[TASK PROMPT]
Using the records below, copy every line that holds the string "Starts".

[Stored data entries]
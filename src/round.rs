//! A single round of the game, from secret selection to a win or loss.

use std::ops::RangeInclusive;

use rand::Rng;
#[cfg(feature = "serde")]
use serde::{Deserialize, Serialize};

use crate::{
    score::{score, Verdict},
    words::{Dictionary, Letter, Word},
    ConfigError, Result,
};

/// Word lengths a [`RoundConfig`] accepts.
pub const WORD_LENGTH_RANGE: RangeInclusive<usize> = 4..=8;

/// Attempt budgets a [`RoundConfig`] accepts.
pub const ATTEMPTS_RANGE: RangeInclusive<usize> = 4..=8;

/// Where a round stands.
#[derive(Clone, Copy, Debug, PartialEq, Eq, Hash)]
#[cfg_attr(
    feature = "serde",
    derive(Serialize, Deserialize),
    serde(crate = "serde_crate")
)]
pub enum Outcome {
    /// The round is still accepting input.
    InProgress,

    /// A submitted guess matched the secret word.
    Won,

    /// The attempt budget ran out without a match.
    Lost,
}

impl Outcome {
    /// Returns true once the round has finished, win or lose.
    pub fn is_over(self) -> bool {
        self != Outcome::InProgress
    }
}

/// The best feedback a letter has earned across the round.
///
/// This is what an on-screen keyboard paints its keys with. Variants are
/// declared in precedence order, lowest first: a letter's status only
/// ever moves up the list, so a letter that has been placed exactly stays
/// `Exact` no matter what later guesses do with it.
#[derive(Clone, Copy, Debug, PartialEq, Eq, PartialOrd, Ord, Hash)]
#[cfg_attr(
    feature = "serde",
    derive(Serialize, Deserialize),
    serde(crate = "serde_crate")
)]
pub enum KeyStatus {
    /// No submitted guess has used the letter yet.
    Unused,

    /// Every submitted occurrence of the letter scored [`Verdict::Absent`].
    Absent,

    /// The letter is in the secret word, but has only scored
    /// [`Verdict::Present`] so far.
    Present,

    /// The letter has been placed exactly at least once.
    Exact,
}

impl Default for KeyStatus {
    fn default() -> Self {
        KeyStatus::Unused
    }
}

impl From<Verdict> for KeyStatus {
    fn from(verdict: Verdict) -> Self {
        match verdict {
            Verdict::Exact => KeyStatus::Exact,
            Verdict::Present => KeyStatus::Present,
            Verdict::Absent => KeyStatus::Absent,
        }
    }
}

/// Aggregate per-letter feedback over every submitted guess.
///
/// Twenty-six entries, one per letter. Statuses upgrade monotonically
/// under the [`KeyStatus`] precedence and never downgrade.
#[derive(Clone, Debug, Default, PartialEq, Eq)]
#[cfg_attr(
    feature = "serde",
    derive(Serialize, Deserialize),
    serde(crate = "serde_crate")
)]
pub struct KeyMap {
    statuses: [KeyStatus; 26],
}

impl KeyMap {
    /// The status of one letter.
    pub fn status(&self, letter: Letter) -> KeyStatus {
        self.statuses[letter.index()]
    }

    /// Iterates over all 26 letters in alphabetical order, with their
    /// statuses.
    pub fn iter(&self) -> impl Iterator<Item = (Letter, KeyStatus)> + '_ {
        self.statuses
            .iter()
            .enumerate()
            .map(|(index, &status)| (Letter::from_index(index), status))
    }

    fn record(&mut self, letter: Letter, verdict: Verdict) {
        let status = &mut self.statuses[letter.index()];
        *status = (*status).max(verdict.into());
    }
}

/// The shape of a round: how long the secret word is and how many
/// guesses the player gets.
///
/// # Examples
///
/// ```rust
/// use wordle_engine::RoundConfig;
///
/// let config = RoundConfig::new(6, 5)?;
/// assert_eq!(config.word_length(), 6);
/// assert_eq!(config.attempts_allowed(), 5);
///
/// assert!(RoundConfig::new(3, 6).is_err());
/// assert!(RoundConfig::new(5, 12).is_err());
/// #
/// # Ok::<_, wordle_engine::EngineError>(())
/// ```
#[derive(Clone, Copy, Debug, PartialEq, Eq, Hash)]
#[cfg_attr(
    feature = "serde",
    derive(Serialize, Deserialize),
    serde(crate = "serde_crate")
)]
pub struct RoundConfig {
    word_length: usize,
    attempts_allowed: usize,
}

impl RoundConfig {
    /// Creates a configuration, validating both values against
    /// [`WORD_LENGTH_RANGE`] and [`ATTEMPTS_RANGE`].
    pub fn new(word_length: usize, attempts_allowed: usize) -> Result<Self> {
        if !WORD_LENGTH_RANGE.contains(&word_length) {
            return Err(ConfigError::WordLengthOutOfRange(word_length).into());
        }

        if !ATTEMPTS_RANGE.contains(&attempts_allowed) {
            return Err(ConfigError::AttemptsOutOfRange(attempts_allowed).into());
        }

        Ok(RoundConfig {
            word_length,
            attempts_allowed,
        })
    }

    /// The configured word length.
    pub fn word_length(self) -> usize {
        self.word_length
    }

    /// The configured number of guesses.
    pub fn attempts_allowed(self) -> usize {
        self.attempts_allowed
    }
}

impl Default for RoundConfig {
    /// The classic game: five letters, six guesses.
    fn default() -> Self {
        RoundConfig {
            word_length: 5,
            attempts_allowed: 6,
        }
    }
}

/// A submitted guess together with its per-position verdicts.
#[derive(Clone, Debug, PartialEq, Eq)]
#[cfg_attr(
    feature = "serde",
    derive(Serialize, Deserialize),
    serde(crate = "serde_crate")
)]
pub struct ScoredGuess {
    word: Word,
    verdicts: Vec<Verdict>,
}

impl ScoredGuess {
    /// The guessed word.
    pub fn word(&self) -> &Word {
        &self.word
    }

    /// One verdict per letter of [`word()`](ScoredGuess::word).
    pub fn verdicts(&self) -> &[Verdict] {
        self.verdicts.as_slice()
    }
}

/// The result of [`Round::submit_guess()`].
#[derive(Clone, Debug, PartialEq, Eq)]
#[must_use]
pub enum Submission {
    /// The guess was valid: it consumed an attempt, joined the history,
    /// and updated the key map.
    Accepted {
        /// Per-position feedback for the submitted guess.
        verdicts: Vec<Verdict>,

        /// Where the round stands after this guess.
        outcome: Outcome,
    },

    /// The guess was not accepted. Nothing changed and no attempt was
    /// consumed; the caller typically flashes a transient cue and lets
    /// the player edit the row.
    Rejected(Rejection),
}

/// Why a submission bounced.
#[derive(Clone, Copy, Debug, PartialEq, Eq, Hash)]
pub enum Rejection {
    /// The current guess does not fill the row yet.
    WrongLength,

    /// The current guess is not in the length-filtered dictionary.
    NotInWordlist,

    /// The round already ended.
    RoundOver,
}

/// A read-only view of a round for rendering.
///
/// Exactly the state that crosses the engine boundary: the in-progress
/// guess, the scored history, the 26-key map, the outcome, and the
/// remaining attempts.
#[derive(Clone, Copy, Debug)]
#[cfg_attr(feature = "serde", derive(Serialize), serde(crate = "serde_crate"))]
pub struct Snapshot<'a> {
    /// Letters typed so far for the next guess, oldest first.
    pub current_guess: &'a [Letter],

    /// Every accepted guess in submission order, with its verdicts.
    pub history: &'a [ScoredGuess],

    /// Aggregate keyboard feedback.
    pub keys: &'a KeyMap,

    /// Whether the round is still accepting guesses.
    pub outcome: Outcome,

    /// Guesses left before the round is lost.
    pub attempts_remaining: usize,
}

/// A single play session: the secret word, the in-progress guess, the
/// guess history, and the aggregate keyboard feedback.
///
/// External input handling calls the mutators; after each call the
/// presentation layer re-renders from [`snapshot()`](Round::snapshot).
/// Every operation runs synchronously on the calling thread and either
/// fully applies or leaves the round untouched, so rejected and guarded
/// calls are always safe to repeat.
///
/// # Examples
///
/// ```rust
/// use rand::thread_rng;
/// use wordle_engine::{Dictionary, Letter, Outcome, Round, RoundConfig, Submission};
///
/// // A one-word dictionary makes the draw predictable.
/// let dictionary = Dictionary::new(["crane"])?;
/// let mut round = Round::new(dictionary, RoundConfig::default(), &mut thread_rng())?;
///
/// for c in "crane".chars() {
///     round.append_letter(Letter::from_char(c)?);
/// }
///
/// match round.submit_guess() {
///     Submission::Accepted { outcome, .. } => assert_eq!(outcome, Outcome::Won),
///     Submission::Rejected(rejection) => panic!("rejected: {:?}", rejection),
/// }
/// #
/// # Ok::<_, wordle_engine::EngineError>(())
/// ```
#[derive(Clone, Debug)]
pub struct Round {
    dictionary: Dictionary,
    pool: Vec<usize>,
    secret: Word,
    config: RoundConfig,
    history: Vec<ScoredGuess>,
    current: Vec<Letter>,
    keys: KeyMap,
    outcome: Outcome,
}

impl Round {
    /// Starts a round: filters the dictionary down to words of the
    /// configured length and draws the secret from that pool through
    /// `rng`.
    ///
    /// Returns [`ConfigError::NoWordsOfLength`] if the filtered pool is
    /// empty, in which case the caller should pick another configuration.
    pub fn new<R>(dictionary: Dictionary, config: RoundConfig, rng: &mut R) -> Result<Self>
    where
        R: Rng + ?Sized,
    {
        let (pool, secret) = draw(&dictionary, config.word_length(), rng)?;

        Ok(Round {
            dictionary,
            pool,
            secret,
            config,
            history: Vec::new(),
            current: Vec::new(),
            keys: KeyMap::default(),
            outcome: Outcome::InProgress,
        })
    }

    /// Appends a letter to the in-progress guess.
    ///
    /// Silently ignored once the guess fills the row or the round is
    /// over, so holding a key down cannot overflow the grid.
    pub fn append_letter(&mut self, letter: Letter) {
        if self.outcome.is_over() || self.current.len() >= self.config.word_length() {
            return;
        }

        self.current.push(letter);
    }

    /// Drops the last letter of the in-progress guess.
    ///
    /// Silently ignored when the guess is empty or the round is over.
    pub fn remove_last_letter(&mut self) {
        if self.outcome.is_over() {
            return;
        }

        self.current.pop();
    }

    /// Submits the in-progress guess for scoring.
    ///
    /// A guess is accepted only when it fills the row and appears in the
    /// length-filtered dictionary. A rejected guess mutates nothing,
    /// consumes no attempt, and stays on the row for the player to edit.
    ///
    /// On acceptance the guess is scored, appended to the history, folded
    /// into the key map, and cleared from the row; the round then moves
    /// to [`Outcome::Won`] if the guess matched the secret, to
    /// [`Outcome::Lost`] if this was the final attempt, and otherwise
    /// stays in progress.
    pub fn submit_guess(&mut self) -> Submission {
        if self.outcome.is_over() {
            return Submission::Rejected(Rejection::RoundOver);
        }

        if self.current.len() != self.config.word_length() {
            return Submission::Rejected(Rejection::WrongLength);
        }

        let guess = Word::from_letters(self.current.clone());
        if !self
            .pool
            .iter()
            .any(|&index| self.dictionary.word(index) == &guess)
        {
            return Submission::Rejected(Rejection::NotInWordlist);
        }

        let verdicts = score(&self.secret, &guess);
        for (&letter, &verdict) in guess.letters().iter().zip(&verdicts) {
            self.keys.record(letter, verdict);
        }

        let won = guess == self.secret;
        self.history.push(ScoredGuess {
            word: guess,
            verdicts: verdicts.clone(),
        });
        self.current.clear();

        self.outcome = if won {
            Outcome::Won
        } else if self.history.len() == self.config.attempts_allowed() {
            Outcome::Lost
        } else {
            Outcome::InProgress
        };

        Submission::Accepted {
            verdicts,
            outcome: self.outcome,
        }
    }

    /// Starts a fresh round with the same configuration, drawing a new
    /// secret through `rng`.
    ///
    /// Callable from any outcome, including after a win or loss.
    pub fn reset<R>(&mut self, rng: &mut R) -> Result<()>
    where
        R: Rng + ?Sized,
    {
        self.reset_with(self.config, rng)
    }

    /// Starts a fresh round under a new configuration, re-filtering the
    /// pool and drawing a new secret through `rng`.
    ///
    /// On error the current round is left exactly as it was, so a bad
    /// configuration change cannot end a session.
    pub fn reset_with<R>(&mut self, config: RoundConfig, rng: &mut R) -> Result<()>
    where
        R: Rng + ?Sized,
    {
        let (pool, secret) = draw(&self.dictionary, config.word_length(), rng)?;

        self.pool = pool;
        self.secret = secret;
        self.config = config;
        self.history.clear();
        self.current.clear();
        self.keys = KeyMap::default();
        self.outcome = Outcome::InProgress;
        Ok(())
    }

    /// The view the presentation layer renders from.
    pub fn snapshot(&self) -> Snapshot<'_> {
        Snapshot {
            current_guess: self.current.as_slice(),
            history: self.history.as_slice(),
            keys: &self.keys,
            outcome: self.outcome,
            attempts_remaining: self.attempts_remaining(),
        }
    }

    /// Guesses left before the round is lost.
    pub fn attempts_remaining(&self) -> usize {
        self.config.attempts_allowed() - self.history.len()
    }

    /// Where the round stands.
    pub fn outcome(&self) -> Outcome {
        self.outcome
    }

    /// The active configuration.
    pub fn config(&self) -> RoundConfig {
        self.config
    }

    /// The secret word, for the end-of-round reveal.
    pub fn secret_word(&self) -> &Word {
        &self.secret
    }
}

/// Filters `dictionary` to words of `length` and draws one uniformly at
/// random.
fn draw<R>(dictionary: &Dictionary, length: usize, rng: &mut R) -> Result<(Vec<usize>, Word)>
where
    R: Rng + ?Sized,
{
    let pool = dictionary.pool_of_length(length);
    if pool.is_empty() {
        return Err(ConfigError::NoWordsOfLength(length).into());
    }

    let secret = dictionary.word(pool[rng.gen_range(0..pool.len())]).clone();
    Ok((pool, secret))
}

[ANSWER TO THIS PROBLEM]
    /// Starts a round: filters the dictionary down to words of the
    /// Starts a fresh round with the same configuration, drawing a new
    /// Starts a fresh round under a new configuration, re-filtering the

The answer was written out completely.